LWN.net Logo

The Journal - a proposed syslog replacement

The Journal - a proposed syslog replacement

Posted Nov 21, 2011 7:08 UTC (Mon) by yoe (subscriber, #25743)
Parent article: The Journal - a proposed syslog replacement

Binary logging is a very bad idea.

"oh, crap, it seems like my hard disk broke down. Let's quickly check the logs to see what happened."

"error: could not read log file: log file corrupt."


(Log in to post comments)

The Journal - a proposed syslog replacement

Posted Nov 21, 2011 10:25 UTC (Mon) by mpr22 (subscriber, #60784) [Link]

That's not an argument against binary logging. That's an argument in favour of having multiple copies of the log on different spindles (and possibly even different computers). If the disk has thrown a wobbly, you may well have garbage instead of metadata, garbage instead of data in whatever blocks were most recently written to, etc.

The Journal - a proposed syslog replacement

Posted Nov 21, 2011 13:08 UTC (Mon) by SEJeff (subscriber, #51588) [Link]

Hopefully next gen filesystems such as btrfs will partially solve this problem via checksumming data more until true ECC hardware and memory is the norm.

The Journal - a proposed syslog replacement

Posted Nov 21, 2011 19:06 UTC (Mon) by mpr22 (subscriber, #60784) [Link]

ECC seems vanishingly unlikely to be the norm until companies are forced to do it (as in, a sufficiently-large jurisdiction's laws make it either criminal or sufficiently expensively tortious to sell end-product devices that don't use some kind of ECC technology on their memory), because it increases the design and manufacturing costs of the end product without increasing sales of the end product.

The Journal - a proposed syslog replacement

Posted Nov 21, 2011 19:22 UTC (Mon) by SEJeff (subscriber, #51588) [Link]

Agreed. That is why filesystems which checksum and keep multiple copies of data/metadata will help paper over the problem of unreliable hardware. Things like ZFS and Btrfs truly are the future.

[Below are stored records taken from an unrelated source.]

//! Core types for canvas-runtime.
//!
//! These are the records the store owns and hands back to observers.
//! Definition references, decorators and catchers come from an external
//! manifest system and are carried through untouched.

use serde::{Deserialize, Serialize};
use serde_json::Value;

use crate::primitives::Props;

// =============================================================================
// Identity
// =============================================================================

/// Identity of the reserved top-level node (the canvas body).
pub const ROOT_ID: &str = "root";

/// Check whether an identity names the reserved root.
pub fn is_root(id: &str) -> bool {
    id == ROOT_ID
}

// =============================================================================
// Opaque handles
// =============================================================================

/// Reference to a component's rendering/behavior definition.
///
/// Opaque to this crate: only stored and returned.
#[derive(Debug, Clone, PartialEq, Eq, Hash, Serialize, Deserialize)]
#[serde(transparent)]
pub struct DefinitionRef(String);

impl DefinitionRef {
    /// Create a definition reference.
    pub fn new(name: impl Into<String>) -> Self {
        Self(name.into())
    }

    /// The reference as a string.
    pub fn as_str(&self) -> &str {
        &self.0
    }
}

impl From<&str> for DefinitionRef {
    fn from(value: &str) -> Self {
        Self::new(value)
    }
}

impl From<String> for DefinitionRef {
    fn from(value: String) -> Self {
        Self(value)
    }
}

/// Visual or behavioral decoration attached to a node.
#[derive(Debug, Clone, PartialEq, Serialize, Deserialize)]
#[serde(transparent)]
pub struct Decorator(Value);

impl Decorator {
    /// Wrap an opaque decorator payload.
    pub fn new(value: impl Into<Value>) -> Self {
        Self(value.into())
    }

    /// The raw payload.
    pub fn value(&self) -> &Value {
        &self.0
    }
}

/// Capability hook a node exposes to its rendering layer (e.g. drop handling).
#[derive(Debug, Clone, PartialEq, Serialize, Deserialize)]
#[serde(transparent)]
pub struct Catcher(Value);

impl Catcher {
    /// Wrap an opaque catcher payload.
    pub fn new(value: impl Into<Value>) -> Self {
        Self(value.into())
    }

    /// The raw payload.
    pub fn value(&self) -> &Value {
        &self.0
    }
}

// =============================================================================
// Node record
// =============================================================================

/// Back-reference from a node to its owning parent.
#[derive(Debug, Clone, PartialEq, Eq, Hash, Serialize, Deserialize)]
pub struct ParentLink {
    /// Identity of the parent.
    pub id: String,
    /// Position among the parent's children.
    pub index: usize,
}

impl ParentLink {
    /// Create a parent link.
    pub fn new(id: impl Into<String>, index: usize) -> Self {
        Self {
            id: id.into(),
            index,
        }
    }
}

/// Full record for one component instance on the canvas.
#[derive(Debug, Clone, PartialEq, Serialize, Deserialize)]
pub struct CanvasNode {
    /// Unique identity.
    pub id: String,
    /// Rendering/behavior definition.
    pub definition: DefinitionRef,
    /// Property bag, including the reserved `children` and `callbacks` keys.
    pub props: Props,
    /// Parent linkage. `None` only for the root.
    pub parent: Option<ParentLink>,
    /// Decorations owned by this node.
    pub decorators: Vec<Decorator>,
    /// Capability hooks defined by the node's manifest.
    pub catchers: Vec<Catcher>,
}

impl CanvasNode {
    /// Whether this node is the reserved root.
    pub fn is_root(&self) -> bool {
        is_root(&self.id)
    }

    /// Ordered child identities, read from `props.children`.
    pub fn children(&self) -> Vec<String> {
        self.props.children()
    }
}

// =============================================================================
// Change kinds (bitflags)
// =============================================================================

bitflags::bitflags! {
    /// What changed about a node during one operation.
    ///
    /// Observers only receive "something changed"; these flags exist for
    /// batching and diagnostics.
    #[derive(Debug, Clone, Copy, PartialEq, Eq, Default)]
    pub struct Changes: u8 {
        const NONE = 0;
        const PROPS = 1 << 0;
        const CHILDREN = 1 << 1;
        const PARENT = 1 << 2;
        const DECORATORS = 1 << 3;
        const CATCHERS = 1 << 4;
        const CREATED = 1 << 5;
    }
}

The Journal - a proposed syslog replacement

Posted Nov 24, 2011 8:06 UTC (Thu) by cas (subscriber, #52554) [Link]

because it increases the design and manufacturing costs of the end product without increasing sales of the end product.

and the really annoying thing is that it would just be a short-term once-off design cost until the chipsets for various device types all had ECC support (all AMD CPU chipset motherboards have ECC support and have had for several years - the catch is that ECC RAM is much more expensive). And the economies of scale for producing just one kind of RAM instead of "server RAM" and "desktop RAM", would quickly offset even those costs within a HW design generation

which is, of course, the reason why it hasn't happened - artificial market segmentation is extremely profitable. You can only charge more for "server-class" hardware if they have a few things which don't exist or are uncommon on "consumer" motherboards - e.g. ECC being uncommon outside of AMD chipsets, consumer motherboards having SATA rather than SAS (which should just replace SATA entirely), and consumer drives being SATA interface rather than SAS.

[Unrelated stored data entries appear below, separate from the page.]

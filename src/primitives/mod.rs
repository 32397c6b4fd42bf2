//! Canvas Primitives - Props and callback actions.
//!
//! This module provides the value types stored on every node:
//! - [`Props`] - Ordered property bag with the reserved `children` and `callbacks` keys
//! - [`ActionDescriptor`] - Tagged callback action (send file, navigate, send event data)
//!
//! # Patching
//!
//! Props are patched one top-level key at a time. A patch value fully
//! replaces the previous value at that key:
//!
//! ```ignore
//! // before: { "style": { "color": "red", "margin": 4 } }
//! canvas.patch("n1", Props::new().with("style", json!({ "color": "blue" })))?;
//! // after:  { "style": { "color": "blue" } }
//! ```

mod actions;
mod props;

pub use actions::*;
pub use props::*;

The Journal - a proposed syslog replacement

Posted Nov 21, 2011 22:29 UTC (Mon) by jrn (subscriber, #64214) [Link]

Or maybe an argument in favor of using error correcting codes in that binary format. :)

Though it's hard to beat the robustness against corruption of an uncompressed text file. Entire sectors can be missing, and the rest is still easily readable without requiring specialized skills.

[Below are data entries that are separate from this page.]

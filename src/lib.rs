//! # canvas-runtime
//!
//! State core of a visual page builder.
//!
//! Holds the authoritative component hierarchy of a canvas and tells
//! interested observers (property panels, parent re-renderers, overlay
//! tooling) exactly which component changed, without re-scanning the tree.
//!
//! ## Architecture
//!
//! Three structures, kept consistent by one handle:
//!
//! ```text
//! Component Store  (identity → node record)
//! Component Tree   (parent identity → ordered child identities)
//! Subscriptions    (identity → ordered observer callbacks)
//!          ↑
//!        Canvas: validate → store → tree → purge → dispatch
//! ```
//!
//! Everything is single-threaded and synchronous. Observers get no payload;
//! they read back what they need, and may mutate the canvas from inside a
//! notification.
//!
//! ## Example
//!
//! ```
//! use canvas_runtime::{Canvas, ParentLink, Props, ROOT_ID};
//!
//! let canvas = Canvas::new();
//! canvas
//!     .create("n1", "Button", Props::new(), ParentLink::new(ROOT_ID, 0), vec![], vec![])
//!     .unwrap();
//!
//! let sub = canvas.subscribe("n1", || println!("n1 changed"));
//! canvas.patch("n1", Props::new().with("label", "Go")).unwrap();
//! sub.dispose();
//!
//! assert_eq!(canvas.children_of(ROOT_ID).unwrap(), vec!["n1"]);
//! ```
//!
//! ## Modules
//!
//! - [`types`] - Node record, parent link, opaque handles
//! - [`engine`] - Component store, tree index, [`Canvas`] handle
//! - [`state`] - Subscription registry and disposers
//! - [`primitives`] - Props bag and callback action descriptors
//! - [`config`] - Root bootstrap configuration

pub mod config;
pub mod engine;
pub mod error;
mod pipeline;
pub mod primitives;
pub mod state;
pub mod types;

// Re-export commonly used items
pub use types::*;

pub use config::CanvasConfig;

pub use engine::{Canvas, current_canvas, reset_canvas, with_canvas};

pub use error::{CanvasError, Result};

pub use primitives::{ActionDescriptor, CALLBACKS_KEY, CHILDREN_KEY, Callbacks, FileSource, Props};

pub use state::{ChangeCallback, Subscription, Subscriptions};
//! Canvas - the component store, tree index and subscriptions as one unit.
//!
//! [`Canvas`] is a cheap-to-clone handle. Every mutating method is one
//! logical operation:
//!
//! 1. validate (nothing changes on error)
//! 2. update the store and the tree index together
//! 3. purge observers of removed nodes
//! 4. notify each identity whose own record changed
//!
//! No borrow is held during step 4, so observers can read the canvas,
//! subscribe, unsubscribe and run nested mutations.

use std::cell::RefCell;
use std::fmt;
use std::rc::Rc;

use serde_json::Value;
use tracing::{debug, warn};

use super::store::ComponentStore;
use super::tree::ComponentTree;
use crate::config::CanvasConfig;
use crate::error::{CanvasError, Result};
use crate::pipeline::Dispatch;
use crate::primitives::{ActionDescriptor, CALLBACKS_KEY, CHILDREN_KEY, Props};
use crate::state::{ChangeCallback, Subscription, Subscriptions};
use crate::types::{CanvasNode, Catcher, Changes, Decorator, DefinitionRef, ParentLink, ROOT_ID, is_root};

// =============================================================================
// Canvas State
// =============================================================================

#[derive(Debug)]
struct CanvasData {
    store: ComponentStore,
    tree: ComponentTree,
}

impl CanvasData {
    fn seeded(config: &CanvasConfig) -> Self {
        Self {
            store: ComponentStore::seeded(config.root_node()),
            tree: ComponentTree::default(),
        }
    }

    /// Rewrite `parent`'s `props.children` from the tree and re-index
    /// children from position `from` on, touching only what changed.
    fn sync_children(&mut self, parent: &str, from: usize, dispatch: &mut Dispatch) -> Result<()> {
        let children = self.tree.children_of(parent).to_vec();
        for (index, child) in children.iter().enumerate().skip(from) {
            let node = self.store.get_mut(child)?;
            let link = ParentLink::new(parent, index);
            if node.parent.as_ref() != Some(&link) {
                node.parent = Some(link);
                dispatch.touch(child, Changes::PARENT);
            }
        }
        let props = &mut self.store.get_mut(parent)?.props;
        if props.children() != children {
            props.set_children(&children);
            dispatch.touch(parent, Changes::CHILDREN);
        }
        Ok(())
    }

    /// Detach `id` from its parent and delete it with its whole subtree.
    ///
    /// Returns the deleted identities (pre-order).
    fn delete_subtree(&mut self, id: &str, dispatch: &mut Dispatch) -> Result<Vec<String>> {
        let parent = self
            .store
            .get(id)?
            .parent
            .clone()
            .ok_or(CanvasError::ForbiddenForRoot { operation: "remove" })?;

        let removed = self.tree.subtree(id);
        if let Some(pos) = self.tree.remove(&parent.id, id) {
            self.sync_children(&parent.id, pos, dispatch)?;
        }
        for gone in &removed {
            self.store.remove(gone)?;
            self.tree.drop_parent(gone);
            dispatch.forget(gone);
        }
        Ok(removed)
    }

    fn require(&self, id: &str) -> Result<()> {
        if self.store.contains(id) {
            Ok(())
        } else {
            Err(CanvasError::not_found(id))
        }
    }
}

The Journal - a proposed syslog replacement

Posted Nov 22, 2011 5:45 UTC (Tue) by slashdot (guest, #22014) [Link]

This is because text has a record delimiter that is not used within the records (the newline character), making synchronization trivial.

A binary format with record hashes is also similarly recoverable, since you can just try all record start positions until one hashes properly (much more expensive computationally, but on current CPU it won't be noticeable if records aren't huge).

Add sync markers and tags to binary files.

Posted Nov 22, 2011 6:31 UTC (Tue) by eru (subscriber, #2753) [Link]

This is because text has a record delimiter that is not used within the records (the newline character), making synchronization trivial.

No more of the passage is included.